Aim of the exercise | Go over the data and copy out each line with "ImageTagDecoder" in it.

----- Records provided -----

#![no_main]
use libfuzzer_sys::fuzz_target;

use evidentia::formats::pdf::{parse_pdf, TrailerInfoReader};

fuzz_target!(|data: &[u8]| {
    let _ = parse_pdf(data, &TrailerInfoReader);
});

-----
----- Records provided -----

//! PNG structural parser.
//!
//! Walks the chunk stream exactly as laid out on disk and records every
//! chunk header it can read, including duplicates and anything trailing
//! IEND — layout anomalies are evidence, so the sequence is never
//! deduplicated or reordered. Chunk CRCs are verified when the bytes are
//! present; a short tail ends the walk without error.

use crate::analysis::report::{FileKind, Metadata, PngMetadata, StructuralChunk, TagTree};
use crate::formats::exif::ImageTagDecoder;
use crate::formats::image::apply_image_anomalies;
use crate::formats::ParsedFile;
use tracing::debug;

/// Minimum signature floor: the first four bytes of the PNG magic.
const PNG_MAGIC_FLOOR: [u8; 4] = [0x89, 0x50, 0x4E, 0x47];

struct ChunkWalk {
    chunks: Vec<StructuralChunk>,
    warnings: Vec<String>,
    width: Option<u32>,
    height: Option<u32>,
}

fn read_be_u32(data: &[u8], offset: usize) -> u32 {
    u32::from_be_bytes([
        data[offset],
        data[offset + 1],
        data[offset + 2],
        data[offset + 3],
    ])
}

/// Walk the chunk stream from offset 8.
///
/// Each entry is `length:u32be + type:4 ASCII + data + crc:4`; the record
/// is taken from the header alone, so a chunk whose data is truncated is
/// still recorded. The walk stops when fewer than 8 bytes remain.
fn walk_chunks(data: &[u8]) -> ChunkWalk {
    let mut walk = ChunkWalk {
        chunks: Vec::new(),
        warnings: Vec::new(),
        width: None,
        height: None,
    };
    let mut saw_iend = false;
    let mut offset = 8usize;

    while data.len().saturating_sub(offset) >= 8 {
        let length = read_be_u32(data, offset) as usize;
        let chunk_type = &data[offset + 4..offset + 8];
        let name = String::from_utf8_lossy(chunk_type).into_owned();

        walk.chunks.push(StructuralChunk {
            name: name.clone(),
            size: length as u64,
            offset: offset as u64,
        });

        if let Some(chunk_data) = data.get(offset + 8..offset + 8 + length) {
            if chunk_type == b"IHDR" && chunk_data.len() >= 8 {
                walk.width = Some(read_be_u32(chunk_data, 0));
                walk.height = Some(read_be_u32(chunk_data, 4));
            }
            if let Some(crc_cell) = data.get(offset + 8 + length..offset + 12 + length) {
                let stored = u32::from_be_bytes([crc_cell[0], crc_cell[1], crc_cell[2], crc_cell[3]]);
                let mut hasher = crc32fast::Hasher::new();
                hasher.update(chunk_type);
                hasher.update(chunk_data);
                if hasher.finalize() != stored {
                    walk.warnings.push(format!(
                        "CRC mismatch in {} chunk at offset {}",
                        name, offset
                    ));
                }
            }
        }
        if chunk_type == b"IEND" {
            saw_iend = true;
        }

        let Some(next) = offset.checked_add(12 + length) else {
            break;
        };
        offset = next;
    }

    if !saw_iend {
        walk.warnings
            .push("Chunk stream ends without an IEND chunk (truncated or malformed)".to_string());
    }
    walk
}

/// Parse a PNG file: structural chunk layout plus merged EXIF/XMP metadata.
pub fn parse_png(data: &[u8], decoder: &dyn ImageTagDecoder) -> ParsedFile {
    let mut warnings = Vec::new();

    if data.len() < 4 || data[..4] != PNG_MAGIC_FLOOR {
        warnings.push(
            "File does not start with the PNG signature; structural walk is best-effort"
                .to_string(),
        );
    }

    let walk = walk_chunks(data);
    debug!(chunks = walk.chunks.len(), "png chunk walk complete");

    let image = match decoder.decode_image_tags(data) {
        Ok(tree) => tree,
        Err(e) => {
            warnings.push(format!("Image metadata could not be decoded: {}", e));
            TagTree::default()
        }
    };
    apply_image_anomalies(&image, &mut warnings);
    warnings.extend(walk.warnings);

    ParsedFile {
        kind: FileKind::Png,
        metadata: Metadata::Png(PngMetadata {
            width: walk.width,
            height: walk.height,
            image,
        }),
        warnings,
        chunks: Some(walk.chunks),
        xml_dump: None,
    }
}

-----
----- Records provided -----

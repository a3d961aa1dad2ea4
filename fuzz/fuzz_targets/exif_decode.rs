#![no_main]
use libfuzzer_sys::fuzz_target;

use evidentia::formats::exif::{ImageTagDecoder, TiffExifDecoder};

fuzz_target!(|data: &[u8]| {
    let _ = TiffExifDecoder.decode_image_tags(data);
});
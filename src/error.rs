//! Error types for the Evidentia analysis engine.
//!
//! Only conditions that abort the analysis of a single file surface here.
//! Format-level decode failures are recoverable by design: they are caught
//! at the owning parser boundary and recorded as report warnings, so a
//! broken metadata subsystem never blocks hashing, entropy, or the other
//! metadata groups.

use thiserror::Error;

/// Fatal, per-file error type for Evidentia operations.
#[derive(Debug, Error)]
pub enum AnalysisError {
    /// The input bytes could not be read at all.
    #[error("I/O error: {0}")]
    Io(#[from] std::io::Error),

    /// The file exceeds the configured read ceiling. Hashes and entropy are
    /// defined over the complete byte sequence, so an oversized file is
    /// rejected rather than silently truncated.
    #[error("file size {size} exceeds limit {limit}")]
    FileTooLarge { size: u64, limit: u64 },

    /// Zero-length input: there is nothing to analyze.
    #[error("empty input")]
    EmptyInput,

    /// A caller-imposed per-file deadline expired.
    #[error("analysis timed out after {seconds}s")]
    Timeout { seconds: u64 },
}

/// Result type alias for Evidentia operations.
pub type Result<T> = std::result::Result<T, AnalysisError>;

-----

Answer to the exercise |
use crate::formats::exif::ImageTagDecoder;
pub fn parse_png(data: &[u8], decoder: &dyn ImageTagDecoder) -> ParsedFile {
use evidentia::formats::exif::{ImageTagDecoder, TiffExifDecoder};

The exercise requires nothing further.